Common Voice Scripted Speech 24.0 - Palula
License:
CC0-1.0
Steward:
Common VoiceTask: ASR
Release Date: 12/5/2025
Format: MP3
Size: 591.03 MB
Share
Description
A collection of scripted spoken phrases in Palula.
Specifics
Considerations
Forbidden Usage
It is forbidden to attempt to determine the identity of speakers in the common Voice datasets. It is forbidden to re-host or re-share this dataset
Processes
Intended Use
This dataset is intended to be used for training and evaluating automatic speech recognition (ASR) models. It may also be used for applications relating to computer-aided language learning (CALL) and language or heritage revitalisation.
Metadata
پالولا — Palula (phl)
This datasheet is for version 24.0 of the the Mozilla Common Voice Scripted Speech dataset
for Palula (phl). The dataset contains 21158 clips representing 29.27 hours of recorded
speech (21.52 hours validated) from 20 speakers.
Language
Palula is an Indo-Aryan language, specifically a branch of the Dardic group, closely related to Shina. Palula is spoken in several regions of Chitral District, including Ashret, Biori, Kalkatak, and parts of Shishi Koh. Beyond Chitral, it is also spoken in Gumandan (Dir Kohistan) and Sao village in Kunar Province, Afghanistan. The estimated number of speakers ranges between 20,000 and 25,000.
Demographic information
The dataset includes the following distribution of age and gender.
Gender
Self-declared gender information, percentage refers to the number of clips annotated with this gender.
| Gender | Percentage |
|---|---|
| Undefined | 100.0% |
Age
Self-declared age information, percentage refers to the number of clips annotated with this age band.
| Age Band | Percentage |
|---|---|
| Undefined | 6.0% |
| Twenties | 48.0% |
| Thirties | 23.0% |
| Teens | 6.0% |
| Fourties | 18.0% |
Text corpus
The Palula text corpus has been systematically compiled through fieldwork conducted within the Palula-speaking community, encompassing a diverse range of speakers across age groups and social backgrounds.

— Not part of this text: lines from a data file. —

//! Base types for sequence representation.
//!
//! Nucleotides, mutable nucleotide sequences and their translation into
//! amino acids.

mod codon;
mod nucleotide;
mod sequence;

pub use codon::{translate, translate_chains, translate_codon, AminoAcid};
pub use nucleotide::Nucleotide;
pub use sequence::Sequence;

Data was gathered through structured and semi-structured interviews, oral storytelling sessions, and community-based linguistic elicitation. All recordings were carefully transcribed.The corpus comprises 4000 sentences.
Writing system
Palula orthography based on the Arabic writing system
Symbol table
ا ب پ ت ث ٹ ج چ ڇ څ ح خ د ڈ ذ ر ز ژ ڙ س ش ݜ ص ض ط ظ ع غ ف ق ک گ ل م ن ں ݨ و ہ ھ ء ی ے
Sample
There follows a randomly selected sample of five sentences from the corpus.
انی گھوݜٹہ کتی کمرے ہنہ؟
اندہ دُو کمرے آک بہ پراجمی دیرہ ہنوۡ۔
تھی انیۡ کُڈ خختمی دِتیۡ ہِنم کی بٹومی؟
انیوے بُٹھے خختم استعمال بھِلم ہِنم، بٹومی کڈ دتی ہِنیۡ۔
تھی گھوݜٹہ کتی جانہ ہِنہ؟
Automatic random samples
سعیدے ساجد بیۡ مقابلہ وے شامل بِھلہ۔
مِیشہ وسیع تھےۡ منِیتوۡ کی مہ کُھنہ یھئی بہ بُٹانہ سمئینی اِزدہ تھہ۔
اسحاقہ عسیٰ تھےۡ تاوان کے دِتیۡ؟
ہیوندہ بِیڈیۡ جڑے بِھلِم۔
خلکِیم تسی بات کاݨ تِھیلیۡ۔ سےۡ بیلچے تھسکُورہ گِھنیۡ گیہ تںِم یاب شرو تِھیلیۡ۔
Sources
Palula Matli (Proverbs) – Author: Naseem Haider
Palula Textbook – Author: Naseem Haider
Palula Gul-Dasta Ashaar (Poetry) – Author: Naseem Haider
Palula–Urdu–English Conversation Guide – Author: Naseem Haider
Palula Folk Tales – Author: Naseem Haider
Text domains
| Domain | Count |
|---|---|
| Undefined | 21120 |
| Automotive Transport | 4 |
| Healthcare | 10 |
| History Law Government | 24 |
Processing
The process involved collecting texts, stories, and proverbs through community-based audio recordings. These recordings were transcribed, and selected sentences were curated for inclusion in the Common Voice dataset. The finalized dataset was then uploaded and subsequently recorded by multiple speakers.
Get involved!
Community links
Contribute
Acknowledgements
Datasheet authors
Naseem Haider naseemhaider78@gmail.com
Funding
This dataset was partially funded by the Open Multilingual Speech Fund managed by Mozilla Common Voice.
Licence
This dataset is released under the Creative Commons Zero (CC-0) licence. By downloading this data you agree to not determine the identity of speakers in the dataset.